Jusqu'à aujourd'hui, jurisprudence et doctrine ont assez peu
tiré les conséquences de ce mouvement du droit de la compétence internationale,
limitant la matière et le jeu des règles à un cadre étatique qu'elle n'a plus
qu'occasionnellement. L'objet de cette thèse est donc de démontrer que cette
évolution, qui s'est poursuivie et approfondie, a permis la formation d'une
véritable organisation internationale entre des institutions - juridictions
françaises, étrangères, arbitrales et internationales - que l'identité de
fonction place en situation de concurrence.

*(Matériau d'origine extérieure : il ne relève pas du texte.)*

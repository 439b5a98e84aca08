//! Convenient imports for common functionality.
//!
//! ```rust
//! use sql_unify::prelude::*;
//!
//! let stmt = Statement::new("SELECT * FROM t WHERE c1 = ?", vec![RowValues::from("a")]);
//! # let _ = stmt;
//! ```

pub use crate::error::SqlUnifyError;
pub use crate::results::{CustomDbRow, ResultSet};
pub use crate::schema::{Column, ForeignKey, IndexKind, ReferentialAction};
pub use crate::statement::{Statement, StatementMetadata, StatementResult};
pub use crate::translation::{PlaceholderStyle, translate_placeholders};
pub use crate::types::{EngineKind, RowValues};

#[cfg(any(
    feature = "mysql",
    feature = "postgres",
    feature = "sqlite",
    feature = "libsql"
))]
pub use crate::engine::EngineHandle;

#[cfg(feature = "libsql")]
pub use crate::libsql::{LibsqlOptions, LibsqlTarget};
#[cfg(feature = "mysql")]
pub use crate::mysql::MysqlOptions;
#[cfg(feature = "postgres")]
pub use crate::postgres::PostgresOptions;
#[cfg(feature = "sqlite")]
pub use crate::sqlite::{SerializerStats, SqliteOptions, SqliteRegistry};
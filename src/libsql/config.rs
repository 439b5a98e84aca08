use std::path::PathBuf;

use deadpool_libsql::libsql::Builder;
use deadpool_libsql::{Manager, Pool};
use tracing::warn;

use crate::error::SqlUnifyError;

/// Where a `LibSQL` engine lives.
#[derive(Debug, Clone, PartialEq, Eq)]
pub enum LibsqlTarget {
    Local(PathBuf),
    Remote { url: String, auth_token: String },
}

/// Options for a `LibSQL` engine.
#[derive(Debug, Clone)]
pub struct LibsqlOptions {
    pub target: LibsqlTarget,
    pub max_connections: usize,
}

impl LibsqlOptions {
    #[must_use]
    pub fn local(path: impl Into<PathBuf>) -> Self {
        Self {
            target: LibsqlTarget::Local(path.into()),
            max_connections: 4,
        }
    }

    #[must_use]
    pub fn remote(url: impl Into<String>, auth_token: impl Into<String>) -> Self {
        Self {
            target: LibsqlTarget::Remote {
                url: url.into(),
                auth_token: auth_token.into(),
            },
            max_connections: 4,
        }
    }

    #[must_use]
    pub fn max_connections(mut self, max: usize) -> Self {
        self.max_connections = max;
        self
    }

    /// Stateless HTTP endpoints cannot hold a transaction open across requests.
    #[must_use]
    pub fn transactions_supported(&self) -> bool {
        match &self.target {
            LibsqlTarget::Local(_) => true,
            LibsqlTarget::Remote { url, .. } => {
                let url = url.to_ascii_lowercase();
                !(url.starts_with("http://") || url.starts_with("https://"))
            }
        }
    }

    /// Same settings, another local file.
    ///
    /// # Errors
    /// Returns `SqlUnifyError::ConfigError` for remote targets, which are bound to one
    /// database by their URL.
    pub fn with_database(&self, database: &str) -> Result<Self, SqlUnifyError> {
        match &self.target {
            LibsqlTarget::Local(_) => Ok(Self {
                target: LibsqlTarget::Local(PathBuf::from(database)),
                max_connections: self.max_connections,
            }),
            LibsqlTarget::Remote { url, .. } => Err(SqlUnifyError::ConfigError(format!(
                "remote libsql endpoint {url} cannot switch database"
            ))),
        }
    }

    /// Open the database and build its connection pool.
    ///
    /// # Errors
    /// Returns `SqlUnifyError::ConnectionError` if the database or pool cannot be created.
    pub async fn build_pool(&self) -> Result<Pool, SqlUnifyError> {
        let builder = match &self.target {
            LibsqlTarget::Local(path) => Builder::new_local(path).build().await,
            LibsqlTarget::Remote { url, auth_token } => {
                Builder::new_remote(url.clone(), auth_token.clone())
                    .build()
                    .await
            }
        };
        let db = builder.map_err(|e| {
            SqlUnifyError::ConnectionError(format!("Failed to create libsql database: {e}"))
        })?;

        let pool = Pool::builder(Manager::from_libsql_database(db))
            .max_size(self.max_connections.max(1))
            .build()
            .map_err(|e| {
                SqlUnifyError::ConnectionError(format!("Failed to create libsql pool: {e}"))
            })?;

        if let LibsqlTarget::Local(path) = &self.target {
            let conn = pool.get().await.map_err(|e| {
                SqlUnifyError::ConnectionError(format!("Failed to get libsql connection: {e}"))
            })?;
            if let Err(e) = conn.query("PRAGMA journal_mode = WAL", ()).await {
                warn!(path = %path.display(), error = %e, "libsql WAL mode not applied");
            }
        }
        Ok(pool)
    }
}

#[cfg(test)]
mod tests {
    use super::*;

    #[test]
    fn stateless_http_endpoints_cannot_hold_transactions() {
        assert!(LibsqlOptions::local("a.db").transactions_supported());
        assert!(LibsqlOptions::remote("libsql://db.example", "t").transactions_supported());
        assert!(!LibsqlOptions::remote("https://db.example", "t").transactions_supported());
        assert!(!LibsqlOptions::remote("HTTP://db.example", "t").transactions_supported());
    }

    #[test]
    fn only_local_targets_switch_database() {
        let other = LibsqlOptions::local("a.db").with_database("b.db").unwrap();
        assert_eq!(other.target, LibsqlTarget::Local(PathBuf::from("b.db")));
        assert!(matches!(
            LibsqlOptions::remote("https://x", "t").with_database("b"),
            Err(SqlUnifyError::ConfigError(_))
        ));
    }
}
use sqlx::MySql;
use sqlx::mysql::MySqlArguments;
use sqlx::query::Query;

use crate::types::RowValues;

/// Bind `params` positionally onto `query`.
pub fn bind_values<'q>(
    mut query: Query<'q, MySql, MySqlArguments>,
    params: &[RowValues],
) -> Query<'q, MySql, MySqlArguments> {
    for param in params {
        query = match param {
            RowValues::Int(value) => query.bind(*value),
            RowValues::Float(value) => query.bind(*value),
            RowValues::Text(value) => query.bind(value.clone()),
            RowValues::Bool(value) => query.bind(*value),
            RowValues::Timestamp(value) => query.bind(*value),
            RowValues::Null => query.bind(None::<String>),
            RowValues::JSON(value) => query.bind(value.clone()),
            RowValues::Blob(value) => query.bind(value.clone()),
        };
    }
    query
}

Reconnaître cette organisation est d'ailleurs une double
nécessité. Pratique, d'abord, parce qu'elle permettrait, si l'on en tirait les
conséquences, de traiter enfin les questions de compétence de manière plus
souple et plus rapide (forum non conveniens civiliste, action en
déclaration d'incompétence, autorité internationale de la décision
d'incompétence entre autres). Politique, ensuite, car on ne saurait réfléchir
sur l'avenir de la justice et du droit français lui-même sans prendre en compte
les développements qui ont affecté le droit positif depuis plus d'un
demi-siècle.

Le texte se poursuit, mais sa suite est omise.